- Born: 30 July 1958 (age 67) Dublin, Ireland

= Anthony Byrne (pianist) =

Irish musician (born 1958)

Anthony Byrne (born 30 July 1958) is an Irish pianist.

==Early life and education ==
Byrne was born in Dublin, Ireland. He studied with Marie Jones and John O'Conor.

In 1980 he studied in the University of Western Ontario, Canada with the British pianist Peter Katin. In 1981 and 1982 he studied in New York with Adele Marcus whilst also studying conducting with Vincent La Selva at the Juilliard School. Byrne's final studies were with Alexander Kelly in London, England.

== Career ==
Byrne has given many recitals and broadcasts both RTÉ and the BBC including his Dublin debut, National Concert Hall 1985, London debut, Purcell Room 1986 and Wigmore Hall 1989. He has performed extensively with the RTÉ National Symphony Orchestra and RTÉ Concert Orchestra including the Irish premiere of Leroy Anderson's Piano Concerto in 1997. He has also performed in the US, Canada and Japan. As a Chamber musician, he has worked with many of Ireland's leading musicians and singers.
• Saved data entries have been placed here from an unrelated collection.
// Typed views of the API resources; unknown fields are kept in `extra`

use serde::{Deserialize, Deserializer, Serialize};
use serde_json::{Map, Value};
use std::fmt;

/// Resource identifier; the API returns both numeric and string ids
#[derive(Debug, Clone, PartialEq, Eq, Hash, Serialize)]
#[serde(transparent)]
pub struct ResourceId(String);

impl ResourceId {
    pub fn as_str(&self) -> &str {
        &self.0
    }
}

impl fmt::Display for ResourceId {
    fn fmt(&self, f: &mut fmt::Formatter<'_>) -> fmt::Result {
        f.write_str(&self.0)
    }
}

impl From<&str> for ResourceId {
    fn from(value: &str) -> Self {
        Self(value.to_string())
    }
}

impl From<String> for ResourceId {
    fn from(value: String) -> Self {
        Self(value)
    }
}

impl From<u64> for ResourceId {
    fn from(value: u64) -> Self {
        Self(value.to_string())
    }
}

impl<'de> Deserialize<'de> for ResourceId {
    fn deserialize<D: Deserializer<'de>>(deserializer: D) -> Result<Self, D::Error> {
        #[derive(Deserialize)]
        #[serde(untagged)]
        enum Raw {
            Text(String),
            Signed(i64),
            Unsigned(u64),
        }

        Ok(match Raw::deserialize(deserializer)? {
            Raw::Text(s) => ResourceId(s),
            Raw::Signed(n) => ResourceId(n.to_string()),
            Raw::Unsigned(n) => ResourceId(n.to_string()),
        })
    }
}

/// Admin dashboard counters; the key set is server-defined
pub type DashboardStats = Map<String, Value>;

#[derive(Debug, Clone, Default, PartialEq, Serialize, Deserialize)]
pub struct UserAccount {
    #[serde(default, skip_serializing_if = "Option::is_none")]
    pub id: Option<ResourceId>,
    #[serde(default, skip_serializing_if = "Option::is_none")]
    pub name: Option<String>,
    #[serde(default, skip_serializing_if = "Option::is_none")]
    pub email: Option<String>,
    #[serde(default, skip_serializing_if = "Option::is_none")]
    pub role: Option<String>,
    #[serde(flatten)]
    pub extra: Map<String, Value>,
}

#[derive(Debug, Clone, Default, PartialEq, Serialize, Deserialize)]
pub struct Pig {
    #[serde(default, skip_serializing_if = "Option::is_none")]
    pub id: Option<ResourceId>,
    #[serde(default, skip_serializing_if = "Option::is_none")]
    pub tag_number: Option<String>,
    #[serde(default, skip_serializing_if = "Option::is_none")]
    pub name: Option<String>,
    #[serde(default, skip_serializing_if = "Option::is_none")]
    pub breed: Option<String>,
    #[serde(default, skip_serializing_if = "Option::is_none")]
    pub sex: Option<String>,
    #[serde(default, skip_serializing_if = "Option::is_none")]
    pub birth_date: Option<String>,
    #[serde(default, skip_serializing_if = "Option::is_none")]
    pub weight_kg: Option<f64>,
    #[serde(default, skip_serializing_if = "Option::is_none")]
    pub status: Option<String>,
    #[serde(flatten)]
    pub extra: Map<String, Value>,
}

#[derive(Debug, Clone, Default, PartialEq, Serialize, Deserialize)]
pub struct Vaccination {
    #[serde(default, skip_serializing_if = "Option::is_none")]
    pub id: Option<ResourceId>,
    #[serde(default, skip_serializing_if = "Option::is_none")]
    pub vaccine: Option<String>,
    #[serde(default, skip_serializing_if = "Option::is_none")]
    pub administered_at: Option<String>,
    #[serde(default, skip_serializing_if = "Option::is_none")]
    pub veterinarian_id: Option<ResourceId>,
    #[serde(default, skip_serializing_if = "Option::is_none")]
    pub notes: Option<String>,
    #[serde(flatten)]
    pub extra: Map<String, Value>,
}

#[derive(Debug, Clone, Default, PartialEq, Serialize, Deserialize)]
pub struct Device {
    #[serde(default, skip_serializing_if = "Option::is_none")]
    pub id: Option<ResourceId>,
    #[serde(default, skip_serializing_if = "Option::is_none")]
    pub serial_number: Option<String>,
    #[serde(default, skip_serializing_if = "Option::is_none")]
    pub name: Option<String>,
    #[serde(default, skip_serializing_if = "Option::is_none")]
    pub pig_id: Option<ResourceId>,
    #[serde(default, skip_serializing_if = "Option::is_none")]
    pub status: Option<String>,
    #[serde(flatten)]
    pub extra: Map<String, Value>,
}

#[derive(Debug, Clone, Default, PartialEq, Serialize, Deserialize)]
pub struct TelemetryReading {
    #[serde(default, skip_serializing_if = "Option::is_none")]
    pub id: Option<ResourceId>,
    #[serde(default, skip_serializing_if = "Option::is_none")]
    pub device_id: Option<ResourceId>,
    #[serde(default, skip_serializing_if = "Option::is_none")]
    pub temperature: Option<f64>,
    #[serde(default, skip_serializing_if = "Option::is_none")]
    pub heart_rate: Option<f64>,
    #[serde(default, skip_serializing_if = "Option::is_none")]
    pub recorded_at: Option<String>,
    #[serde(flatten)]
    pub extra: Map<String, Value>,
}

#[derive(Debug, Clone, Default, PartialEq, Serialize, Deserialize)]
pub struct Veterinarian {
    #[serde(default, skip_serializing_if = "Option::is_none")]
    pub id: Option<ResourceId>,
    #[serde(default, skip_serializing_if = "Option::is_none")]
    pub name: Option<String>,
    #[serde(default, skip_serializing_if = "Option::is_none")]
    pub specialty: Option<String>,
    #[serde(default, skip_serializing_if = "Option::is_none")]
    pub phone: Option<String>,
    #[serde(flatten)]
    pub extra: Map<String, Value>,
}

#[derive(Debug, Clone, Default, PartialEq, Serialize, Deserialize)]
pub struct ServiceRequest {
    #[serde(default, skip_serializing_if = "Option::is_none")]
    pub id: Option<ResourceId>,
    #[serde(default, skip_serializing_if = "Option::is_none")]
    pub veterinarian_id: Option<ResourceId>,
    #[serde(default, skip_serializing_if = "Option::is_none")]
    pub pig_id: Option<ResourceId>,
    #[serde(default, skip_serializing_if = "Option::is_none")]
    pub description: Option<String>,
    #[serde(default, skip_serializing_if = "Option::is_none")]
    pub status: Option<String>,
    #[serde(flatten)]
    pub extra: Map<String, Value>,
}

/// A message in a conversation or on a service request
#[derive(Debug, Clone, Default, PartialEq, Serialize, Deserialize)]
pub struct Message {
    #[serde(default, skip_serializing_if = "Option::is_none")]
    pub id: Option<ResourceId>,
    #[serde(default, skip_serializing_if = "Option::is_none")]
    pub sender_id: Option<ResourceId>,
    #[serde(default, skip_serializing_if = "Option::is_none")]
    pub content: Option<String>,
    #[serde(default, skip_serializing_if = "Option::is_none")]
    pub created_at: Option<String>,
    #[serde(flatten)]
    pub extra: Map<String, Value>,
}

#[derive(Debug, Clone, Default, PartialEq, Serialize, Deserialize)]
pub struct Conversation {
    #[serde(default, skip_serializing_if = "Option::is_none")]
    pub id: Option<ResourceId>,
    #[serde(default, skip_serializing_if = "Vec::is_empty")]
    pub participant_ids: Vec<ResourceId>,
    #[serde(default, skip_serializing_if = "Option::is_none")]
    pub title: Option<String>,
    #[serde(flatten)]
    pub extra: Map<String, Value>,
}

#[derive(Debug, Clone, Default, PartialEq, Serialize, Deserialize)]
pub struct Post {
    #[serde(default, skip_serializing_if = "Option::is_none")]
    pub id: Option<ResourceId>,
    #[serde(default, skip_serializing_if = "Option::is_none")]
    pub author_id: Option<ResourceId>,
    #[serde(default, skip_serializing_if = "Option::is_none")]
    pub title: Option<String>,
    #[serde(default, skip_serializing_if = "Option::is_none")]
    pub content: Option<String>,
    #[serde(flatten)]
    pub extra: Map<String, Value>,
}

/// A moderation report filed against a post
#[derive(Debug, Clone, Default, PartialEq, Serialize, Deserialize)]
pub struct Report {
    #[serde(default, skip_serializing_if = "Option::is_none")]
    pub id: Option<ResourceId>,
    #[serde(default, skip_serializing_if = "Option::is_none")]
    pub post_id: Option<ResourceId>,
    #[serde(default, skip_serializing_if = "Option::is_none")]
    pub reason: Option<String>,
    #[serde(default, skip_serializing_if = "Option::is_none")]
    pub status: Option<String>,
    #[serde(flatten)]
    pub extra: Map<String, Value>,
}

/// Server acknowledgement of an uploaded file
#[derive(Debug, Clone, Default, PartialEq, Serialize, Deserialize)]
pub struct StoredFile {
    #[serde(default, skip_serializing_if = "Option::is_none")]
    pub id: Option<ResourceId>,
    #[serde(default, skip_serializing_if = "Option::is_none")]
    pub file_name: Option<String>,
    #[serde(default, skip_serializing_if = "Option::is_none")]
    pub url: Option<String>,
    #[serde(flatten)]
    pub extra: Map<String, Value>,
}
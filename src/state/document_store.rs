// In-memory document store backing the pass-through resource routes

use async_trait::async_trait;
use chrono::Utc;
use serde_json::{Map, Value};
use std::collections::HashMap;
use tokio::sync::RwLock;
use uuid::Uuid;

use crate::api::DocumentStore;
use crate::core::errors::ServiceError;

/// Fields the store owns; callers cannot overwrite them
const RESERVED_FIELDS: [&str; 3] = ["id", "created_at", "updated_at"];

/// Collections of JSON objects keyed by collection name, in insertion order
#[derive(Debug, Default)]
pub struct InMemoryDocumentStore {
    collections: RwLock<HashMap<String, Vec<Map<String, Value>>>>,
}

impl InMemoryDocumentStore {
    pub fn new() -> Self {
        Self::default()
    }

    fn strip_reserved(fields: &mut Map<String, Value>) {
        for key in RESERVED_FIELDS {
            fields.remove(key);
        }
    }

    fn has_id(doc: &Map<String, Value>, id: &str) -> bool {
        doc.get("id").and_then(Value::as_str) == Some(id)
    }
}

#[async_trait]
impl DocumentStore for InMemoryDocumentStore {
    async fn list(&self, collection: &str) -> Result<Vec<Value>, ServiceError> {
        let collections = self.collections.read().await;
        Ok(collections
            .get(collection)
            .map(|docs| docs.iter().cloned().map(Value::Object).collect())
            .unwrap_or_default())
    }

    async fn get(&self, collection: &str, id: &str) -> Result<Option<Value>, ServiceError> {
        let collections = self.collections.read().await;
        Ok(collections
            .get(collection)
            .and_then(|docs| docs.iter().find(|d| Self::has_id(d, id)))
            .cloned()
            .map(Value::Object))
    }

    async fn insert(&self, collection: &str, mut fields: Map<String, Value>) -> Result<Value, ServiceError> {
        Self::strip_reserved(&mut fields);
        let now = Value::String(Utc::now().to_rfc3339());
        fields.insert("id".to_string(), Value::String(Uuid::new_v4().to_string()));
        fields.insert("created_at".to_string(), now.clone());
        fields.insert("updated_at".to_string(), now);

        let mut collections = self.collections.write().await;
        collections
            .entry(collection.to_string())
            .or_default()
            .push(fields.clone());

        Ok(Value::Object(fields))
    }

    async fn update(
        &self,
        collection: &str,
        id: &str,
        mut fields: Map<String, Value>,
    ) -> Result<Option<Value>, ServiceError> {
        Self::strip_reserved(&mut fields);

        let mut collections = self.collections.write().await;
        let Some(doc) = collections
            .get_mut(collection)
            .and_then(|docs| docs.iter_mut().find(|d| Self::has_id(d, id)))
        else {
            return Ok(None);
        };

        doc.extend(fields);
        doc.insert("updated_at".to_string(), Value::String(Utc::now().to_rfc3339()));
        Ok(Some(Value::Object(doc.clone())))
    }

    async fn delete(&self, collection: &str, id: &str) -> Result<bool, ServiceError> {
        let mut collections = self.collections.write().await;
        let Some(docs) = collections.get_mut(collection) else {
            return Ok(false);
        };

        let before = docs.len();
        docs.retain(|d| !Self::has_id(d, id));
        Ok(docs.len() != before)
    }

    async fn collections(&self) -> Result<Vec<String>, ServiceError> {
        let collections = self.collections.read().await;
        let mut names: Vec<String> = collections.keys().cloned().collect();
        names.sort();
        Ok(names)
    }
}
He performed the complete sonatas for piano and violin by Beethoven with Alan Smale, the leader of the RTÉ National Symphony Orchestra.

== Contemporary music ==
Byrne most important work has been in the promotion and performing of Irish contemporary piano music. He has performed and broadcast more than 50 works including 17 first performances.

Irish works performed:

First performances marked (1st)

Elain Agnew:
Seagull (1st)

Gerald Barry:
Piano Quartet No. 2

Brian Beckett:
Fastasy Variations

Seóirse Bodley:
Aislingí
The Tightrope Walker Presents a Rose

Brian Boydell:
Sarabande
Sleeping Leprechaun
Dance

John Buckley:
Three Preludes
The Cloths of Heaven (written for Anthony Byrne) (1st)
Like Ghosts from an Enchanter Fleeing (written for Anthony Byrne) (1st)
Jim Singing;
And wake the purple year
Three Lullabies for Deirdre
The silver apples of the moon, The golden apples of the sun
Winter Music (commissioned by Anthony Byrne) (1st)
Oileáin
Toccata (written for Anthony Byrne) (1st) A Thin Halo of Blue (1st)

Rhona Clarke:
Gleann Da Lough (written for Anthony Byrne) (1st)
Béal Dearg (commissioned by Anthony Byrne) (1st)
Piano Trio No. 2

Jerome de Bromhead:
Three Fresh Pieces (commissioned by Anthony Byrne) (1st)

Raymond Deane:
Linos 1 and 2
Quaternion for Piano, Celeste and Orchestra (1st)
Compact for Piano and Orchestra (1st)

Benjamin Dwyer:
Three Pieces for Piano (commissioned by Anthony Byrne) (1st)
Tiento

Hormoz Farhat (Persian composer living in Ireland):
4 Etudes

John Gibson
Nocturne 1977
Moladh go Deo le Dia

Fergus Johnston:
Three piano pieces

John Kinsella:
Sonata no 1
Reflection no 2
Reflection no 3

Eibhlis Farrell:
Time Drops

Philip Flood:
December Preludes

Bernard Geary:
Scherzo (written for Anthony Byrne)
Two Cameos (1st)
And lastly came cold February (1st)
Sonatina (1st)
Prelude and Interlude
Two Poems for Violin and Piano

Marion Ingoldsby:
Undulations 2

Philip Martin:
Soundings (commissioned by Anthony Byrne) (1st)

Colman Pearce:
Prelude and Ludus (written for Anthony Byrne) (1st)
Toccata Festiva (written for Anthony Byrne) (1st)

Eric Sweeney:
5 inventions

James Wilson:
Five Preludes (1st)
Ostinato (written for Anthony Byrne)

==Recordings==
- John Buckley: The complete piano music; Naxos Marco Polo 8.223784 issued 1999
- Bernard Geary: Piano and Choral music; SDGCD 610 issued 2000
- Raymond Deane: Orchestral Works; Naxos Marco Polo 8.225106 issued 1999
- Arthur O'Leary:	Piano Music from a Victorian Age; GDD001 issued 2002

== Recognition ==
Byrne is an Associate of the Royal College of Music, London and in 1993 was honoured in Japan with the Ishibashi Zogoro Memorial Scholarship for his work in Contemporary Irish Music. He has also been listed in the Encyclopedia of Ireland 2003 and Who's Who in Ireland 2006.

== Teaching ==
Byrne has been a Senior Lecturer in Piano at the Royal Irish Academy of Music since 1991.